§ **EXERCISE AIM**: Copy every line in the listing that contains "Mutex".

§ **DATA FOR THE TASK**:
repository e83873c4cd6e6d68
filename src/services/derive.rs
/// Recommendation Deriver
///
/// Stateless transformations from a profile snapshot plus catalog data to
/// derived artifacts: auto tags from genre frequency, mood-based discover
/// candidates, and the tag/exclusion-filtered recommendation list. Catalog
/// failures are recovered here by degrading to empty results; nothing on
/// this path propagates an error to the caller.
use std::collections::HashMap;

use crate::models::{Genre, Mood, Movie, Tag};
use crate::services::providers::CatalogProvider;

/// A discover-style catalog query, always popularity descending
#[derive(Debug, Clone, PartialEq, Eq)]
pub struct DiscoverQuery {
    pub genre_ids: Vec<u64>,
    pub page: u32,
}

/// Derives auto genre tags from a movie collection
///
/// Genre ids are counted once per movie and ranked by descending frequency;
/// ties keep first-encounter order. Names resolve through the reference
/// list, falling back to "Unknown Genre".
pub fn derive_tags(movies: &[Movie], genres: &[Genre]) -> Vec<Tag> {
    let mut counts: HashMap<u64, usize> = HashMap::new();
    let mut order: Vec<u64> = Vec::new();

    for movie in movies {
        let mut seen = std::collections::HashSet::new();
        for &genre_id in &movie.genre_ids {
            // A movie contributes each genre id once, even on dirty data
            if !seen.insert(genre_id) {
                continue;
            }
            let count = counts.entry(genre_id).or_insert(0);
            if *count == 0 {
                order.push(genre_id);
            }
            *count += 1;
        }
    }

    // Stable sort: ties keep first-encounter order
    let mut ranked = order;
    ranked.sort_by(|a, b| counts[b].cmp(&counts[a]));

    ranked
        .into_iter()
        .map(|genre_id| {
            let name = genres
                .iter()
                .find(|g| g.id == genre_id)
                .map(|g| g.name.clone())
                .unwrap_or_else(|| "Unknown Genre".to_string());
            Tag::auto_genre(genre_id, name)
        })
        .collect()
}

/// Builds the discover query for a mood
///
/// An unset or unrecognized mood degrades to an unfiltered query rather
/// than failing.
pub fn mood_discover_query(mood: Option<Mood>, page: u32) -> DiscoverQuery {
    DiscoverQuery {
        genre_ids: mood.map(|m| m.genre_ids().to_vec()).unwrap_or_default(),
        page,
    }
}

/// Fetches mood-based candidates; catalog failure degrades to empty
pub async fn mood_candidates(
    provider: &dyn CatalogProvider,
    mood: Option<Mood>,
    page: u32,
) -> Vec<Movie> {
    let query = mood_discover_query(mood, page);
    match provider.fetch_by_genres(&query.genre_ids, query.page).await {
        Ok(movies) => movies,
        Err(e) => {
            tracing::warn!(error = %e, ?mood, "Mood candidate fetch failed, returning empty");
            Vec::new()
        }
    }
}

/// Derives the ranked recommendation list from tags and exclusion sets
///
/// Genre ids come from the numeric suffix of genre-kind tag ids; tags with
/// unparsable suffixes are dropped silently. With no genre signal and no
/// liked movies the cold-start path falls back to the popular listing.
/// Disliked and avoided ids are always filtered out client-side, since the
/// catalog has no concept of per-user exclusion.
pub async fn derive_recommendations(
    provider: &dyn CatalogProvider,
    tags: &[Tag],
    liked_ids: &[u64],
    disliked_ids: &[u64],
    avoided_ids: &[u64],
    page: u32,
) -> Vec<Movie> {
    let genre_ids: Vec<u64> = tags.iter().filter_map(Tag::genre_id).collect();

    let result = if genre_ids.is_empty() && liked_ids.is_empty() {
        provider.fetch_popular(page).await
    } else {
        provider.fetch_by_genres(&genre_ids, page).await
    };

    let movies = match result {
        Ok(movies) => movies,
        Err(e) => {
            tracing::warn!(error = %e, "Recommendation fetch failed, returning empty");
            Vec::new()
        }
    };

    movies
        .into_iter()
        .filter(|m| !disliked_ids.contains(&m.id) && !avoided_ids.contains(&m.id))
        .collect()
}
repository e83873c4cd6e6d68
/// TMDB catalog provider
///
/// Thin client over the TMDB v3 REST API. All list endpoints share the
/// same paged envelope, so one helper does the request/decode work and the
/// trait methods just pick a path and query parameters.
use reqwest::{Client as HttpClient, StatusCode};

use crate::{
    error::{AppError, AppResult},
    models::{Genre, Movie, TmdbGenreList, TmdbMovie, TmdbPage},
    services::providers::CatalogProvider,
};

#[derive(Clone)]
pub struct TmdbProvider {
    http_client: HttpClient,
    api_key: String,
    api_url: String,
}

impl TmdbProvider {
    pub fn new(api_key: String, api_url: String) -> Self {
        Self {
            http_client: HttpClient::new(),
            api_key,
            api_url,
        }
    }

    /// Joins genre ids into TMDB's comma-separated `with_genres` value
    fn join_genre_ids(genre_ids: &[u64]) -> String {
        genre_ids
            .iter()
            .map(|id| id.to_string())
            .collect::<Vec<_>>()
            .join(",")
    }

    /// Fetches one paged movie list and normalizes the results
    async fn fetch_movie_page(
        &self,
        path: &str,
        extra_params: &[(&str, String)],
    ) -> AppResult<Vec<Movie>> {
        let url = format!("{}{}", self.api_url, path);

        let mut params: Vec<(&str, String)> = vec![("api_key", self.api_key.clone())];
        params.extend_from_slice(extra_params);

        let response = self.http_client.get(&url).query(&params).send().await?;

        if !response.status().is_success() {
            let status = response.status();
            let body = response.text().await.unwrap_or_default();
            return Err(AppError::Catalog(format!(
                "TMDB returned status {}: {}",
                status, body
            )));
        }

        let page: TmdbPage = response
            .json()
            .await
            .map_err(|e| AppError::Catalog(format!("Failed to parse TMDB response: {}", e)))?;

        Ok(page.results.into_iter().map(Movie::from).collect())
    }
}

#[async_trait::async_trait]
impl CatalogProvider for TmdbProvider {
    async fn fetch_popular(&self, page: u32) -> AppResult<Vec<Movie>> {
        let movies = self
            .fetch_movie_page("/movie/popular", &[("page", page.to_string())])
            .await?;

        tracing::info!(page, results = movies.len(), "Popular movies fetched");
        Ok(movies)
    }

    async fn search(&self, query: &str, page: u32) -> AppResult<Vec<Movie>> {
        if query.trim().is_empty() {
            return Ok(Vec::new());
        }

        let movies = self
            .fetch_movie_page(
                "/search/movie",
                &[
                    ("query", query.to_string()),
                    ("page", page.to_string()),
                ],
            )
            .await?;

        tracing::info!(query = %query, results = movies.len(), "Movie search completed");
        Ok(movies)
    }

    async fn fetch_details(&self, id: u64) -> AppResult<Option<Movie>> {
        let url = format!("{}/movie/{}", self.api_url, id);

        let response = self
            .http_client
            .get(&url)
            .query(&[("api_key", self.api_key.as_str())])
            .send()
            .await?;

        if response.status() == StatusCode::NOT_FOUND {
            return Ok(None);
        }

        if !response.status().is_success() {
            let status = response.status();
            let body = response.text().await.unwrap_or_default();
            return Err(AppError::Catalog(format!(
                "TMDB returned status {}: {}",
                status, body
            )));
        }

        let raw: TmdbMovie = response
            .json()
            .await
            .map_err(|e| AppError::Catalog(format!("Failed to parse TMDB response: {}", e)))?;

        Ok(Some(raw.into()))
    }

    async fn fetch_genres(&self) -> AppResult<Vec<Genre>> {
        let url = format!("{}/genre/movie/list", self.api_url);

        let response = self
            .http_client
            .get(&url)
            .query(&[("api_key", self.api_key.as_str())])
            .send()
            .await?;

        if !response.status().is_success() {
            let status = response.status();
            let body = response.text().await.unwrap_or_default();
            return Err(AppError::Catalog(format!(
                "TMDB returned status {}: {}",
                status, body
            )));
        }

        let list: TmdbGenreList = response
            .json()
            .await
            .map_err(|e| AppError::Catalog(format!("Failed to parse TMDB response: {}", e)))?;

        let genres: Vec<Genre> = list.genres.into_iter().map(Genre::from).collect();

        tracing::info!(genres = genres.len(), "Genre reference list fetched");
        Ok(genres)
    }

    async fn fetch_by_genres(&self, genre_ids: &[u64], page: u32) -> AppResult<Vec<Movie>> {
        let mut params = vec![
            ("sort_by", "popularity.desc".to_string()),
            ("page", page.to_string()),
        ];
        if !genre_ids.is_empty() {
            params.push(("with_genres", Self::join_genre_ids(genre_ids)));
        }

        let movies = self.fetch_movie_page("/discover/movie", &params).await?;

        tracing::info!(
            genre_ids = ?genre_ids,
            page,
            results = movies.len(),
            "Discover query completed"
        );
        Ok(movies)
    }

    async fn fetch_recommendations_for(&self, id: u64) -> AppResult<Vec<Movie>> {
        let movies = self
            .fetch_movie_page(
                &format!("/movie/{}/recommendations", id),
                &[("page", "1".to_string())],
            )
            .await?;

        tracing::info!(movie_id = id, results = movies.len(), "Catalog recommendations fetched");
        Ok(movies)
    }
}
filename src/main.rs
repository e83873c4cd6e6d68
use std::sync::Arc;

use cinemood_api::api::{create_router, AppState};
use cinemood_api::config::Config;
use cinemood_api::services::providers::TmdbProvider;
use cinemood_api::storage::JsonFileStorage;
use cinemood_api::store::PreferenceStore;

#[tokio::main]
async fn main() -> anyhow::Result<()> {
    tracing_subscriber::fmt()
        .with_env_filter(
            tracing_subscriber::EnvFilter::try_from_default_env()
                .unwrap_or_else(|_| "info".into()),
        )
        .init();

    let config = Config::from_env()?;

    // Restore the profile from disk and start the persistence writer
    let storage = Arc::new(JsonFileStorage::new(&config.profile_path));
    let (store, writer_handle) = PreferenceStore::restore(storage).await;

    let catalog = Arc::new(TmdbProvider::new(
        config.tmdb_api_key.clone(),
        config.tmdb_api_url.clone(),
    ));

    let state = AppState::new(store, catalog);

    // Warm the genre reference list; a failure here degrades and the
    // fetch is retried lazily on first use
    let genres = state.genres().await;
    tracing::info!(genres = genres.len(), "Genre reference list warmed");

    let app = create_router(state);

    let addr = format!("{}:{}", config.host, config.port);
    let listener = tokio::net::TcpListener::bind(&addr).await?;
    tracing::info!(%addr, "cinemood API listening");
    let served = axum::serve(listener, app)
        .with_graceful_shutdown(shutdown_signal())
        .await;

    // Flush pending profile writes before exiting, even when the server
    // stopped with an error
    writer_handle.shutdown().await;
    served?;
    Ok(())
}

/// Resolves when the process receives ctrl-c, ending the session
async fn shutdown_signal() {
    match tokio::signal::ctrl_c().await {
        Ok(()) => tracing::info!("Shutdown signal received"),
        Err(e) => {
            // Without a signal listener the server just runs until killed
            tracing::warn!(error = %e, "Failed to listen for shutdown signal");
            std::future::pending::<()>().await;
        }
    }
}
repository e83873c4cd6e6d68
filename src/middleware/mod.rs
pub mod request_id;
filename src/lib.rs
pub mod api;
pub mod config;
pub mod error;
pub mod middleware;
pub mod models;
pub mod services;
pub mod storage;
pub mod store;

* * *

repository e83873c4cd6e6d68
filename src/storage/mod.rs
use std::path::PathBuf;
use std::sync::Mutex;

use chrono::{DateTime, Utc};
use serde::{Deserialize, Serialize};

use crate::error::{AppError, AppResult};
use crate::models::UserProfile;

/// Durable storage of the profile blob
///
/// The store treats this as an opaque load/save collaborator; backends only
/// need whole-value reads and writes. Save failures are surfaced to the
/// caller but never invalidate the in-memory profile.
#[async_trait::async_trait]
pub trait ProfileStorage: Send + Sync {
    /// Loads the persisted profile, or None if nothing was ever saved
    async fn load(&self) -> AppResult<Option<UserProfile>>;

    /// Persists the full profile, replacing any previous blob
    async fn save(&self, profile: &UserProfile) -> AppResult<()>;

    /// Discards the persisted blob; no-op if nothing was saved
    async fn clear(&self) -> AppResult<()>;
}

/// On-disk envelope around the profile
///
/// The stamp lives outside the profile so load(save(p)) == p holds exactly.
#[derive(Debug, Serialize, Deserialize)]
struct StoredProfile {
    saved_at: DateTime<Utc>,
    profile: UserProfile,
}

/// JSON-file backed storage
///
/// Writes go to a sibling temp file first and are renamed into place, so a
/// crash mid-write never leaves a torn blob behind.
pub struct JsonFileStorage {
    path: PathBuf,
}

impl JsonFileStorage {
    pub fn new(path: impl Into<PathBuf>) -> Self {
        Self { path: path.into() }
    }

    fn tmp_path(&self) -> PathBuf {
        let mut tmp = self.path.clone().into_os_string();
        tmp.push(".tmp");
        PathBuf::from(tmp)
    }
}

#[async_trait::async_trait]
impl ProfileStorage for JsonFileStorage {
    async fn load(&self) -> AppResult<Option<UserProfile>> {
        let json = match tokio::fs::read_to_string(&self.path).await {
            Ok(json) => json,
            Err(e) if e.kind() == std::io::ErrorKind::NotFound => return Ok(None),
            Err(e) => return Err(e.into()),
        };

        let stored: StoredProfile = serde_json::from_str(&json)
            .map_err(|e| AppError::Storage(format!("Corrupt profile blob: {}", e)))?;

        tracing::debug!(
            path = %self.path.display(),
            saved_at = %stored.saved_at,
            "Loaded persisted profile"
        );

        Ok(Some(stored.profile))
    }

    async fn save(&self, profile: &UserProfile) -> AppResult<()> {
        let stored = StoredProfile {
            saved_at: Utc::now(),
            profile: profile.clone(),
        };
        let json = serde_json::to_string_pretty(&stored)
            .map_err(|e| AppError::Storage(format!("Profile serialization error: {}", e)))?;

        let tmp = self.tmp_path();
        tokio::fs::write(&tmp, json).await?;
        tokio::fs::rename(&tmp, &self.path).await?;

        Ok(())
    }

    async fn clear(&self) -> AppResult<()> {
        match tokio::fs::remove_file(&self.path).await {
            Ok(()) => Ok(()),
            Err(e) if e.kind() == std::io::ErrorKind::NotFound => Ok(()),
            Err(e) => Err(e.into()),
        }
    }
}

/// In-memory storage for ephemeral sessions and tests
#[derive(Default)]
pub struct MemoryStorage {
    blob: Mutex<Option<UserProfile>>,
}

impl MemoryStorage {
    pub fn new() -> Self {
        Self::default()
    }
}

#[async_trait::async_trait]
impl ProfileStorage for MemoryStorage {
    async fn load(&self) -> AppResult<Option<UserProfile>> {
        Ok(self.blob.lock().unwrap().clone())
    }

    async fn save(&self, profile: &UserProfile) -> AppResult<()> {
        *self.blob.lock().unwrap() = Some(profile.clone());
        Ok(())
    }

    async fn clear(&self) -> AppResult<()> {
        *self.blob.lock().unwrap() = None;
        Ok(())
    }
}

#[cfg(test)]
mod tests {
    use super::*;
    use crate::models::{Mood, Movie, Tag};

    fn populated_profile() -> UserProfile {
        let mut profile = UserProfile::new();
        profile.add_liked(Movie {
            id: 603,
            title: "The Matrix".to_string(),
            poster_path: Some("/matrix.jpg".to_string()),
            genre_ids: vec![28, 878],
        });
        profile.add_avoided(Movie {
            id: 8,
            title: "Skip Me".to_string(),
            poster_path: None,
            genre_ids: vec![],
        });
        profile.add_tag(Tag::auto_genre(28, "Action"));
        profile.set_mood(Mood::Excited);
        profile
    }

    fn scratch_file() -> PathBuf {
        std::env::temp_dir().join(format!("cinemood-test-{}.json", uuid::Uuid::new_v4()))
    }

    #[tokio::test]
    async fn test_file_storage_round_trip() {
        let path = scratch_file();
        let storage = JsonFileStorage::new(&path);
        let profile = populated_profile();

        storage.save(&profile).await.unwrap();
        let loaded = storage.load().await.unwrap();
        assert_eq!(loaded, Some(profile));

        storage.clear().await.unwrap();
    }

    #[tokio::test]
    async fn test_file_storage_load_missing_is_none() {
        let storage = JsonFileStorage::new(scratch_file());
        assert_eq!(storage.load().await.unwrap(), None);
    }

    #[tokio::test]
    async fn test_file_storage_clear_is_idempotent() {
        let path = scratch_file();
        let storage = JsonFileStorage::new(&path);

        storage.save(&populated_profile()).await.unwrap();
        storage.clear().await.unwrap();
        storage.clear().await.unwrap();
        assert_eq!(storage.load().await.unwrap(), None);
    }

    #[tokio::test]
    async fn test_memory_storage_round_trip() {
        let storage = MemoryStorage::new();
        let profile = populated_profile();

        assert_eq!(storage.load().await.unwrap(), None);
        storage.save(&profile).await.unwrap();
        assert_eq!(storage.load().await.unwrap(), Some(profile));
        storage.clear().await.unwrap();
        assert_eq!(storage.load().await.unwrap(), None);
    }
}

§ **ANSWER**:
use std::sync::Mutex;
    blob: Mutex<Option<UserProfile>>,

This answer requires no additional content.